THE STATE OF TEXAS, Appellee
On Appeal from the 179th District Court
Harris County, Texas
Trial Court Cause No. 939030
MEMORANDUM OPINION
Appellant, Cary Evan Giamalva, pleaded not guilty to the felony offense of assaulting a family member. A jury found appellant guilty, and the trial court, after finding the enhancement allegation in the indictment to be true, assessed punishment at 20 years in prison. In one point of error, appellant complains that he received ineffective assistance of counsel. We affirm.
BACKGROUND
On July 5, 2002, appellant and his estranged wife, Cathleen Giamalva, met at a bar to discuss their marriage generally and, in particular, the pending assault charges Cathleen had filed against appellant in Brazoria County, Texas. When appellant suggested that they go to a motel, Cathleen refused and requested that appellant take her home. After they left the bar, appellant assaulted her in his truck by grabbing the back of her head while verbally abusing her. Appellant forced her to return jewelry he had given her and, when she attempted to jump out of the truck, pulled her back by her hair. Appellant pulled his truck into a gas station, pushed her out of the vehicle and kicked her in the back with his boots while she lay on the ground, then drove away. Cathleen called police from the gas station and the responding officer found a torn-out clump of Cathleen’s hair at the scene.
At trial appellant stipulated to a prior conviction for assaulting Cathleen. During his testimony at trial, appellant also admitted to prior convictions for assault, credit card abuse, aggravated assault, and the prior assault on Cathleen. In his opening statement, appellant’s trial counsel discussed Cathleen’s vacillation on whether or not to press charges against appellant. Cathleen subsequently testified that she had been hesitant to press charges because appellant threatened to kill her son and her father if she did. Appellant’s trial counsel did not object when Cathleen testified on direct examination to the following: (1) that she had not really dated appellant before they married because he was incarcerated at the time; (2) that appellant had charges pending against him in Brazoria county for breaking into her father’s house and threatening her; (3) that she was afraid of appellant because he had hurt her before; (4) that appellant was a violent man who did not want to go back to prison; (5) that she wouldn’t reveal the location of a women’s shelter because battered women were killed by their spouses everyday; and (6) that she wanted to divorce appellant because he would kill her if she didn’t get away from him.
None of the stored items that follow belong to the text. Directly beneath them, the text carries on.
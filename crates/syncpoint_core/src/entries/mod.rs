//! Entry list lifecycle management.
//!
//! [`EntryList`] owns the session's videos and is the only mutable state
//! in the crate. Front ends mutate it through `add`/`remove`/`update_*`
//! and recompute offsets from `entries()` after every change; the
//! `version` counter tells a caller cheaply whether anything changed
//! since it last computed.
//!
//! Invariants:
//! - the list never drops below one entry (`remove` on a singleton is a
//!   rejected no-op),
//! - ids are handed out by a monotonic counter and never reused within a
//!   session, even after deletions.

use thiserror::Error;

use crate::models::VideoEntry;

/// Error returned when constructing an [`EntryList`] from no entries.
#[derive(Debug, Error)]
#[error("an entry list needs at least one video")]
pub struct EmptyEntryList;

/// Owned, versioned collection of video entries.
#[derive(Debug, Clone)]
pub struct EntryList {
    /// Entries in display order.
    entries: Vec<VideoEntry>,
    /// Next id to hand out; only ever increments.
    next_id: u64,
    /// Bumped on every successful mutation.
    version: u64,
}

impl EntryList {
    /// Create a list seeded with the three demo videos.
    pub fn starter() -> Self {
        Self {
            entries: vec![
                VideoEntry::new(1, "Video 1", "1:20:48", "11:38"),
                VideoEntry::new(2, "Video 2", "45:30", "9:50"),
                VideoEntry::new(3, "Video 3", "52:15", "8:57"),
            ],
            next_id: 4,
            version: 0,
        }
    }

    /// Create a list from existing entries.
    ///
    /// The id counter starts past the largest supplied id.
    pub fn from_entries(entries: Vec<VideoEntry>) -> Result<Self, EmptyEntryList> {
        if entries.is_empty() {
            return Err(EmptyEntryList);
        }
        let next_id = entries.iter().map(|e| e.id).max().unwrap_or(0) + 1;
        Ok(Self {
            entries,
            next_id,
            version: 0,
        })
    }

    /// All entries in display order.
    pub fn entries(&self) -> &[VideoEntry] {
        &self.entries
    }

    /// Get an entry by id.
    pub fn get(&self, id: u64) -> Option<&VideoEntry> {
        self.entries.iter().find(|e| e.id == id)
    }

    /// Number of entries. Always at least 1.
    pub fn len(&self) -> usize {
        self.entries.len()
    }

    /// Never true; present for completeness of the collection API.
    pub fn is_empty(&self) -> bool {
        self.entries.is_empty()
    }

    /// Mutation counter, bumped on every successful change.
    pub fn version(&self) -> u64 {
        self.version
    }

    /// Append a new entry named `{name_prefix} {id}` with the given
    /// default timestamps. Returns the new entry's id.
    pub fn add(&mut self, name_prefix: &str, duration: &str, sync_point: &str) -> u64 {
        let id = self.next_id;
        self.next_id += 1;
        self.entries.push(VideoEntry::new(
            id,
            format!("{} {}", name_prefix, id),
            duration,
            sync_point,
        ));
        self.version += 1;
        tracing::debug!("added entry {} ({} total)", id, self.entries.len());
        id
    }

    /// Remove an entry by id.
    ///
    /// Returns false without changing anything when the id is unknown or
    /// when removal would empty the list.
    pub fn remove(&mut self, id: u64) -> bool {
        if self.entries.len() <= 1 {
            tracing::debug!("refusing to remove last remaining entry");
            return false;
        }
        let Some(pos) = self.entries.iter().position(|e| e.id == id) else {
            return false;
        };
        self.entries.remove(pos);
        self.version += 1;
        tracing::debug!("removed entry {} ({} remain)", id, self.entries.len());
        true
    }

    /// Rename an entry. Returns false when the id is unknown.
    pub fn update_name(&mut self, id: u64, name: impl Into<String>) -> bool {
        self.update(id, |entry, value| entry.name = value, name.into())
    }

    /// Replace an entry's duration string. Returns false when the id is
    /// unknown.
    pub fn update_duration(&mut self, id: u64, duration: impl Into<String>) -> bool {
        self.update(id, |entry, value| entry.duration = value, duration.into())
    }

    /// Replace an entry's sync point string. Returns false when the id is
    /// unknown.
    pub fn update_sync_point(&mut self, id: u64, sync_point: impl Into<String>) -> bool {
        self.update(id, |entry, value| entry.sync_point = value, sync_point.into())
    }

    fn update(&mut self, id: u64, apply: fn(&mut VideoEntry, String), value: String) -> bool {
        let Some(entry) = self.entries.iter_mut().find(|e| e.id == id) else {
            return false;
        };
        apply(entry, value);
        self.version += 1;
        true
    }
}

impl Default for EntryList {
    fn default() -> Self {
        Self::starter()
    }
}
The prosecutor asked Sergeant Edward Douglas, a Pasadena police officer, “So you find her to be a credible witness?” Sergeant Douglas responded affirmatively and appellant’s trial counsel did not object.DISCUSSION
Appellant asserts that his trial counsel provided ineffective assistance of counsel because he “failed to object to testimony regarding extraneous bad acts allegedly committed by appellant and other inadmissible and prejudicial testimony.” Specifically, appellant complains of his counsel’s failure to object to Cathleen’s testimony about appellant’s character and prior bad acts, that his counsel’s opening statement “opened the door” to Cathleen’s testimony about appellant’s threats against the life of her father and son, and that his counsel failed to object when the prosecutor asked Sergeant Douglas to give his opinion on Cathleen’s credibility.
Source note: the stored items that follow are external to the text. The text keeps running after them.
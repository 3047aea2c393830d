//! Proportional timeline layout.
//!
//! Turns a [`SyncReport`] into percentage-based bar geometry a front end
//! can render directly (HTML widths, terminal columns, anything that
//! scales). The shared timeline spans from the earliest start to the
//! latest end across all videos; each bar's left edge and width are
//! expressed as percentages of that span.
//!
//! The sync marker is the single vertical line where every video's sync
//! point coincides. It sits at the reference's sync point, since the
//! reference starts at 0.

use serde::{Deserialize, Serialize};

use crate::models::SyncReport;

/// Geometry for one video's bar.
#[derive(Debug, Clone, PartialEq, Serialize, Deserialize)]
pub struct TimelineBar {
    /// Id of the entry this bar belongs to.
    pub id: u64,
    /// Display name.
    pub name: String,
    /// Whether this bar is the reference video.
    pub is_reference: bool,
    /// Start position in seconds, for labelling.
    pub start_secs: i64,
    /// Left edge as a percentage of the timeline span.
    pub left_pct: f64,
    /// Width as a percentage of the timeline span.
    pub width_pct: f64,
}

/// Complete timeline geometry for a report.
#[derive(Debug, Clone, PartialEq, Serialize, Deserialize)]
pub struct TimelineLayout {
    /// Earliest start across all videos, in seconds.
    pub min_start_secs: i64,
    /// Latest end across all videos, in seconds.
    pub max_end_secs: i64,
    /// Total span of the timeline, in seconds.
    pub range_secs: i64,
    /// Position of the shared sync point, as a percentage of the span.
    pub sync_marker_pct: f64,
    /// One bar per video, in report order.
    pub bars: Vec<TimelineBar>,
}

/// Compute bar geometry for every video in the report.
pub fn layout(report: &SyncReport) -> TimelineLayout {
    let min_start_secs = report
        .results
        .iter()
        .map(|r| r.start_secs)
        .min()
        .unwrap_or(0);
    let max_end_secs = report
        .results
        .iter()
        .map(|r| r.end_secs())
        .max()
        .unwrap_or(0);
    let range_secs = max_end_secs - min_start_secs;

    // A span of zero seconds has no geometry to distribute.
    if range_secs <= 0 {
        let bars = report
            .results
            .iter()
            .map(|result| TimelineBar {
                id: result.id,
                name: result.name.clone(),
                is_reference: result.is_reference,
                start_secs: result.start_secs,
                left_pct: 0.0,
                width_pct: 0.0,
            })
            .collect();
        return TimelineLayout {
            min_start_secs,
            max_end_secs,
            range_secs: 0,
            sync_marker_pct: 0.0,
            bars,
        };
    }

    let range = range_secs as f64;
    let bars = report
        .results
        .iter()
        .map(|result| {
            let start_pct = (result.start_secs - min_start_secs) as f64 / range * 100.0;
            let left_pct = start_pct.max(0.0);
            let width_pct =
                (result.duration_secs as f64 / range * 100.0).min(100.0 - left_pct);
            TimelineBar {
                id: result.id,
                name: result.name.clone(),
                is_reference: result.is_reference,
                start_secs: result.start_secs,
                left_pct,
                width_pct,
            }
        })
        .collect();

    let sync_marker_pct =
        (report.reference.sync_point_secs - min_start_secs) as f64 / range * 100.0;

    TimelineLayout {
        min_start_secs,
        max_end_secs,
        range_secs,
        sync_marker_pct,
        bars,
    }
}

#[cfg(test)]
mod tests {
    use super::*;
    use crate::models::VideoEntry;
    use crate::sync;

    const EPS: f64 = 1e-9;

    fn starter_report() -> SyncReport {
        let entries = vec![
            VideoEntry::new(1, "Video 1", "1:20:48", "11:38"),
            VideoEntry::new(2, "Video 2", "45:30", "9:50"),
            VideoEntry::new(3, "Video 3", "52:15", "8:57"),
        ];
        sync::compute(&entries).unwrap()
    }

    #[test]
    fn span_covers_earliest_start_to_latest_end() {
        let layout = layout(&starter_report());
        // Starts are [0, 108, 161]; the reference (4848s) runs longest.
        assert_eq!(layout.min_start_secs, 0);
        assert_eq!(layout.max_end_secs, 4848);
        assert_eq!(layout.range_secs, 4848);
    }

    #[test]
    fn reference_bar_fills_the_span() {
        let layout = layout(&starter_report());
        let reference = &layout.bars[0];
        assert!(reference.is_reference);
        assert!((reference.left_pct - 0.0).abs() < EPS);
        assert!((reference.width_pct - 100.0).abs() < EPS);
    }

    #[test]
    fn bar_geometry_is_proportional() {
        let layout = layout(&starter_report());
        let bar = &layout.bars[1];
        assert!((bar.left_pct - 108.0 / 4848.0 * 100.0).abs() < EPS);
        assert!((bar.width_pct - 2730.0 / 4848.0 * 100.0).abs() < EPS);
    }

    #[test]
    fn bars_never_overflow_the_span() {
        let layout = layout(&starter_report());
        for bar in &layout.bars {
            assert!(bar.left_pct >= 0.0);
            assert!(bar.left_pct + bar.width_pct <= 100.0 + EPS, "{}", bar.name);
        }
    }

    #[test]
    fn sync_marker_at_reference_sync_point() {
        let layout = layout(&starter_report());
        assert!((layout.sync_marker_pct - 698.0 / 4848.0 * 100.0).abs() < EPS);
    }

    #[test]
    fn negative_start_shifts_the_span() {
        // The second video's sync point is later than the reference's,
        // so it starts 65s before the shared origin.
        let entries = vec![
            VideoEntry::new(1, "Ref", "2:00:00", "5:00"),
            VideoEntry::new(2, "Late", "30:00", "6:05"),
        ];
        let report = sync::compute(&entries).unwrap();
        let layout = layout(&report);

        assert_eq!(layout.min_start_secs, -65);
        assert_eq!(layout.max_end_secs, 7200);
        assert_eq!(layout.range_secs, 7265);

        assert!((layout.bars[1].left_pct - 0.0).abs() < EPS);
        assert!((layout.bars[0].left_pct - 65.0 / 7265.0 * 100.0).abs() < EPS);
        assert!((layout.sync_marker_pct - 365.0 / 7265.0 * 100.0).abs() < EPS);
    }

    #[test]
    fn zero_range_yields_empty_geometry() {
        let entries = vec![VideoEntry::new(1, "Empty", "0:00", "0:00")];
        let report = sync::compute(&entries).unwrap();
        let layout = layout(&report);

        assert_eq!(layout.range_secs, 0);
        assert!((layout.sync_marker_pct - 0.0).abs() < EPS);
        assert!((layout.bars[0].left_pct - 0.0).abs() < EPS);
        assert!((layout.bars[0].width_pct - 0.0).abs() < EPS);
    }
}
The standard of review for evaluating claims of ineffective assistance of counsel is set forth in Strickland v. Washington, 466 U.S. 668, 687, 104 S. Ct. 2052, 2064 (1984). Appellant must show that (1) counsel’s performance was so deficient that he was not functioning as acceptable counsel under the sixth amendment, and (2) but for the counsel’s error, the result of the proceedings would have been different. Strickland, 466 U.S. at 687, 104 S. Ct. at 2064; Thompson v. State, 9 S.W.3d 808, 812 (Tex. Crim. App. 1999); Hernandez v. State, 726 S.W.2d 53, 55 (Tex. Crim. App. 1986); Gamble v. State, 916 S.W.2d 92, 93 (Tex. App.—Houston [1st Dist.] 1996, no pet.). It is the defendant’s burden to prove ineffective assistance of counsel. Strickland, 466 U.S. at 687, 104 S. Ct. at 2064; Gamble, 916 S.W.2d at 93. Defendant must overcome the presumption that, under the circumstances, the challenged action might be considered sound trial strategy. See Strickland, 466 U.S. at 689, 104 S. Ct. at 2065; Thompson, 9 S.W.3d at 813; Gamble, 916 S.W.2d at 93.
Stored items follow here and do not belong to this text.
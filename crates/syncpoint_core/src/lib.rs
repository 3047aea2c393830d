//! Syncpoint core - offset calculation for multi-camera recordings.
//!
//! Given several videos that captured the same event, each with a known
//! duration and a "sync point" (the timestamp within that video where a
//! shared real-world moment occurs), this crate computes how far each
//! video's start must be shifted so all sync points coincide on one
//! timeline. The longest video is the reference; everything else is
//! expressed relative to its sync point.
//!
//! This crate contains all business logic with zero UI dependencies.
//! It can be used by a GUI application or a CLI tool.

pub mod config;
pub mod entries;
pub mod logging;
pub mod models;
pub mod sync;
pub mod timecode;
pub mod timeline;

/// Returns the crate version.
pub fn version() -> &'static str {
    env!("CARGO_PKG_VERSION")
}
Appellant did not file a motion for new trial. The record is silent as to why appellant’s trial counsel did not object to the testimony of Cathleen or Sergeant Douglas and chose to address, in his opening statement, Cathleen’s initial hesitancy to go forward with charges against appellant. See Gamble, 916 S.W.2d at 93. To find that appellant’s trial counsel was ineffective based on the asserted grounds would call for speculation, which we will not do. See Jackson v. State, 877 S.W.2d 768, 771 (Tex. Crim. App.1994); Gamble, 916 S.W.2d at 93.
We overrule appellant’s sole point of error.
CONCLUSION
We affirm the judgment of the trial court.
Sam Nuchia
Justice
Panel consists of Justices Nuchia, Higley, and Hanks.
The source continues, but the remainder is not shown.